### What you need to do
List each line of the data that holds the string "module", please.

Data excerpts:
..............................
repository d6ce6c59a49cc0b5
use serde::{Deserialize, Serialize};
use utoipa::ToSchema;

#[derive(Debug, Serialize, Deserialize, ToSchema)]
pub struct ErrorDto {
    pub error: String,
}
//! SeaORM entity models for the guild configuration and message log tables.

pub mod prelude;

pub mod deleted_message;
pub mod edited_message;
pub mod guild;
use crate::server::data::guild::GuildRepository;
use chrono::Utc;
use sea_orm::{ColumnTrait, DbErr, EntityTrait, PaginatorTrait, QueryFilter};
use test_utils::{builder::TestBuilder, factory};

mod find_by_guild_id;
mod soft_delete;
mod upsert_prefix;
//! Factory methods for creating test data.
//!
//! This module provides factory methods for creating test entities with sensible defaults,
//! reducing boilerplate in tests. Each entity has its own factory module with both a
//! `Factory` struct for customization and a `create_*` convenience function for quick
//! default creation.
//!
//! # Basic Usage
//!
//! ```rust,ignore
//! use test_utils::factory;
//!
//! let guild = factory::create_guild(&db).await?;
//! let deleted = factory::create_deleted_message(&db, &guild.guild_id).await?;
//! ```
//!
//! # Customization
//!
//! ```rust,ignore
//! use test_utils::factory;
//!
//! let guild = factory::guild::GuildFactory::new(&db)
//!     .guild_id("987654321")
//!     .prefix("?")
//!     .build()
//!     .await?;
//! ```
//!
//! # Available Factories
//!
//! - `guild` - Create guild configuration entities
//! - `deleted_message` - Create deleted message log entities
//! - `edited_message` - Create edited message log entities
//! - `helpers` - Unique ID generation shared by all factories

pub mod deleted_message;
pub mod edited_message;
pub mod guild;
pub mod helpers;

pub use deleted_message::create_deleted_message;
pub use edited_message::create_edited_message;
pub use guild::create_guild;
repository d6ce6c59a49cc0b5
use super::*;

/// Tests creating an edited message record.
///
/// Expected: Ok with both contents stored
#[tokio::test]
async fn creates_edited_message() -> Result<(), DbErr> {
    let test = TestBuilder::new()
        .with_table(entity::prelude::EditedMessage)
        .build()
        .await
        .unwrap();
    let db = test.db.as_ref().unwrap();

    let repo = EditedMessageRepository::new(db);
    let message = repo
        .create(CreateEditedMessageParam {
            guild_id: "g1".to_string(),
            channel_id: "c1".to_string(),
            message_id: "m1".to_string(),
            old_content: "helo".to_string(),
            new_content: "hello".to_string(),
            author_id: "u1".to_string(),
        })
        .await?;

    assert!(message.id > 0);
    assert_eq!(message.guild_id, "g1");
    assert_eq!(message.old_content, "helo");
    assert_eq!(message.new_content, "hello");
    assert_eq!(message.author_id, "u1");
    assert!(message.deleted_at.is_none());

    Ok(())
}

/// Tests long multi-line content is stored intact.
///
/// Expected: Ok with content preserved
#[tokio::test]
async fn stores_long_content() -> Result<(), DbErr> {
    let test = TestBuilder::new()
        .with_table(entity::prelude::EditedMessage)
        .build()
        .await
        .unwrap();
    let db = test.db.as_ref().unwrap();

    let long_content = "line\n".repeat(800);

    let repo = EditedMessageRepository::new(db);
    let message = repo
        .create(CreateEditedMessageParam {
            guild_id: "g1".to_string(),
            old_content: long_content.clone(),
            new_content: "short".to_string(),
            ..Default::default()
        })
        .await?;

    assert_eq!(message.old_content, long_content);

    Ok(())
}
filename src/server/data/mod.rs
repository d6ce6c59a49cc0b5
//! Database repository layer.
//!
//! Each repository owns the queries for one entity and returns domain models, keeping
//! SeaORM entity types and query-builder semantics inside this module.

pub mod guild;
pub mod message;

#[cfg(test)]
mod test;
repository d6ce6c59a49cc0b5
//! Guild factory for creating test guild configuration entities.

use crate::factory::helpers::next_id;
use chrono::{DateTime, Utc};
use sea_orm::{ActiveModelTrait, ActiveValue, DatabaseConnection, DbErr};

/// Factory for creating test guilds with customizable fields.
///
/// # Example
///
/// ```rust,ignore
/// use test_utils::factory::guild::GuildFactory;
///
/// let guild = GuildFactory::new(&db)
///     .guild_id("987654321")
///     .prefix("$")
///     .build()
///     .await?;
/// ```
pub struct GuildFactory<'a> {
    db: &'a DatabaseConnection,
    guild_id: String,
    prefix: String,
    music_volume: i32,
    deleted_at: Option<DateTime<Utc>>,
}

impl<'a> GuildFactory<'a> {
    /// Creates a new GuildFactory with default values.
    ///
    /// Defaults:
    /// - guild_id: `"{id}"` where id is auto-incremented
    /// - prefix: `"!"`
    /// - music_volume: `100`
    /// - deleted_at: `None`
    ///
    /// # Arguments
    /// - `db` - Database connection for inserting the entity
    ///
    /// # Returns
    /// - `GuildFactory` - New factory instance with defaults
    pub fn new(db: &'a DatabaseConnection) -> Self {
        let id = next_id();
        Self {
            db,
            guild_id: id.to_string(),
            prefix: "!".to_string(),
            music_volume: 100,
            deleted_at: None,
        }
    }

    /// Sets the guild ID.
    pub fn guild_id(mut self, guild_id: impl Into<String>) -> Self {
        self.guild_id = guild_id.into();
        self
    }

    /// Sets the command prefix.
    pub fn prefix(mut self, prefix: impl Into<String>) -> Self {
        self.prefix = prefix.into();
        self
    }

    /// Sets the music volume.
    pub fn music_volume(mut self, music_volume: i32) -> Self {
        self.music_volume = music_volume;
        self
    }

    /// Marks the guild as soft-deleted at the given time.
    pub fn deleted_at(mut self, deleted_at: Option<DateTime<Utc>>) -> Self {
        self.deleted_at = deleted_at;
        self
    }

    /// Builds and inserts the guild entity into the database.
    ///
    /// # Returns
    /// - `Ok(entity::guild::Model)` - Created guild entity
    /// - `Err(DbErr)` - Database error during insert
    pub async fn build(self) -> Result<entity::guild::Model, DbErr> {
        let now = Utc::now();

        entity::guild::ActiveModel {
            guild_id: ActiveValue::Set(self.guild_id),
            prefix: ActiveValue::Set(self.prefix),
            music_volume: ActiveValue::Set(self.music_volume),
            created_at: ActiveValue::Set(now),
            updated_at: ActiveValue::Set(now),
            deleted_at: ActiveValue::Set(self.deleted_at),
            ..Default::default()
        }
        .insert(self.db)
        .await
    }
}

/// Creates a guild with default values.
///
/// Shorthand for `GuildFactory::new(db).build().await`.
pub async fn create_guild(db: &DatabaseConnection) -> Result<entity::guild::Model, DbErr> {
    GuildFactory::new(db).build().await
}
mod guild;
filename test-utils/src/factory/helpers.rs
//! Shared helper utilities for factory methods.

use chrono::{DateTime, Duration, Utc};

/// Counter for generating unique IDs in tests.
///
/// This atomic counter ensures each factory-created entity gets a unique
/// identifier to prevent collisions in tests.
static COUNTER: std::sync::atomic::AtomicU64 = std::sync::atomic::AtomicU64::new(1);

/// Gets the next unique counter value for test data.
///
/// # Returns
/// - `u64` - Next unique counter value
pub fn next_id() -> u64 {
    COUNTER.fetch_add(1, std::sync::atomic::Ordering::SeqCst)
}

/// Returns a timestamp `offset` seconds after a fixed base time.
///
/// Message factories use this to give rows distinct, predictable creation times so
/// ordering assertions don't depend on wall-clock resolution.
///
/// # Arguments
/// - `offset` - Seconds to add to the base time
///
/// # Returns
/// - `DateTime<Utc>` - Base time plus `offset` seconds
pub fn timestamp_at(offset: i64) -> DateTime<Utc> {
    let base = DateTime::<Utc>::from_timestamp(1_700_000_000, 0).unwrap_or_else(Utc::now);
    base + Duration::seconds(offset)
}
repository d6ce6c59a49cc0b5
//! Server-side API backend.
//!
//! # Architecture
//!
//! - **Controller Layer** (`controller/`) - HTTP request handlers and DTO conversion
//! - **Service Layer** (`service/`) - Defaults, validation and orchestration
//! - **Data Layer** (`data/`) - Database operations and entity-to-domain model conversion
//! - **Model Layer** (`model/`) - Domain models and operation-specific parameter types
//! - **Error Layer** (`error/`) - Application error type and HTTP response mapping
//!
//! # Infrastructure
//!
//! - **Configuration** (`config`) - Environment-based application configuration
//! - **State** (`state`) - Shared application state (the database pool)
//! - **Startup** (`startup`) - Tracing, database connection and migrations, app assembly
//! - **Router** (`router`) - Axum route configuration and API documentation
//!
//! # Request Flow
//!
//! 1. **Router** receives HTTP request and routes to the matching controller
//! 2. **Controller** extracts path and body, converts DTOs to params, calls service
//! 3. **Service** applies defaults and validation, calls repositories
//! 4. **Data** queries database, converts entities to domain models
//! 5. **Controller** converts domain model to DTO, returns HTTP response

pub mod config;
pub mod controller;
pub mod data;
pub mod error;
pub mod model;
pub mod router;
pub mod service;
pub mod startup;
pub mod state;
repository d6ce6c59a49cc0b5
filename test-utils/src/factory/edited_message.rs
//! Edited message factory for creating test message log entities.

use crate::factory::helpers::next_id;
use chrono::{DateTime, Utc};
use sea_orm::{ActiveModelTrait, ActiveValue, DatabaseConnection, DbErr};

/// Factory for creating test edited message rows.
///
/// # Example
///
/// ```rust,ignore
/// use test_utils::factory::edited_message::EditedMessageFactory;
///
/// let message = EditedMessageFactory::new(&db, "123456789")
///     .old_content("helo")
///     .new_content("hello")
///     .build()
///     .await?;
/// ```
pub struct EditedMessageFactory<'a> {
    db: &'a DatabaseConnection,
    guild_id: String,
    channel_id: String,
    message_id: String,
    old_content: String,
    new_content: String,
    author_id: String,
    created_at: DateTime<Utc>,
    deleted_at: Option<DateTime<Utc>>,
}

impl<'a> EditedMessageFactory<'a> {
    /// Creates a new EditedMessageFactory with default values.
    ///
    /// Defaults:
    /// - channel_id: `"channel_{id}"`
    /// - message_id: `"message_{id}"`
    /// - old_content: `"Original message {id}"`
    /// - new_content: `"Edited message {id}"`
    /// - author_id: `"author_{id}"`
    /// - created_at: now
    pub fn new(db: &'a DatabaseConnection, guild_id: impl Into<String>) -> Self {
        let id = next_id();
        Self {
            db,
            guild_id: guild_id.into(),
            channel_id: format!("channel_{}", id),
            message_id: format!("message_{}", id),
            old_content: format!("Original message {}", id),
            new_content: format!("Edited message {}", id),
            author_id: format!("author_{}", id),
            created_at: Utc::now(),
            deleted_at: None,
        }
    }

    pub fn channel_id(mut self, channel_id: impl Into<String>) -> Self {
        self.channel_id = channel_id.into();
        self
    }

    pub fn message_id(mut self, message_id: impl Into<String>) -> Self {
        self.message_id = message_id.into();
        self
    }

    pub fn old_content(mut self, old_content: impl Into<String>) -> Self {
        self.old_content = old_content.into();
        self
    }

    pub fn new_content(mut self, new_content: impl Into<String>) -> Self {
        self.new_content = new_content.into();
        self
    }

    pub fn author_id(mut self, author_id: impl Into<String>) -> Self {
        self.author_id = author_id.into();
        self
    }

    pub fn created_at(mut self, created_at: DateTime<Utc>) -> Self {
        self.created_at = created_at;
        self
    }

    pub fn deleted_at(mut self, deleted_at: Option<DateTime<Utc>>) -> Self {
        self.deleted_at = deleted_at;
        self
    }

    /// Builds and inserts the edited message entity into the database.
    pub async fn build(self) -> Result<entity::edited_message::Model, DbErr> {
        entity::edited_message::ActiveModel {
            guild_id: ActiveValue::Set(self.guild_id),
            channel_id: ActiveValue::Set(self.channel_id),
            message_id: ActiveValue::Set(self.message_id),
            old_content: ActiveValue::Set(self.old_content),
            new_content: ActiveValue::Set(self.new_content),
            author_id: ActiveValue::Set(self.author_id),
            created_at: ActiveValue::Set(self.created_at),
            updated_at: ActiveValue::Set(self.created_at),
            deleted_at: ActiveValue::Set(self.deleted_at),
            ..Default::default()
        }
        .insert(self.db)
        .await
    }
}

/// Creates an edited message for the guild with default values.
pub async fn create_edited_message(
    db: &DatabaseConnection,
    guild_id: &str,
) -> Result<entity::edited_message::Model, DbErr> {
    EditedMessageFactory::new(db, guild_id).build().await
}
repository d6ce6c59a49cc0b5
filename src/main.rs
mod model;
mod server;

use crate::server::{config::Config, error::AppError, router, startup, state::AppState};

#[tokio::main]
async fn main() {
    dotenvy::dotenv().ok();
    startup::init_tracing();

    let config = Config::from_env();

    if let Err(e) = run(config).await {
        tracing::error!("Failed to start server: {}", e);
        std::process::exit(1);
    }
}

async fn run(config: Config) -> Result<(), AppError> {
    let db = startup::connect_to_database(&config).await?;
    let app = startup::build_app(router::router(), &config, AppState::new(db));

    let listener = tokio::net::TcpListener::bind(format!("0.0.0.0:{}", config.port)).await?;

    tracing::info!("Listening on {}", listener.local_addr()?);

    axum::serve(listener, app)
        .with_graceful_shutdown(startup::shutdown_signal())
        .await?;

    Ok(())
}
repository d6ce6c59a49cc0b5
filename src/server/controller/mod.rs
//! HTTP request handlers.
//!
//! Controllers extract path parameters and JSON bodies, convert DTOs to parameter
//! models, call the service layer and convert the results back into DTOs.

pub mod guild;
pub mod message;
..............................
### Finished task
//! This module provides factory methods for creating test entities with sensible defaults,
//! reducing boilerplate in tests. Each entity has its own factory module with both a
//! SeaORM entity types and query-builder semantics inside this module.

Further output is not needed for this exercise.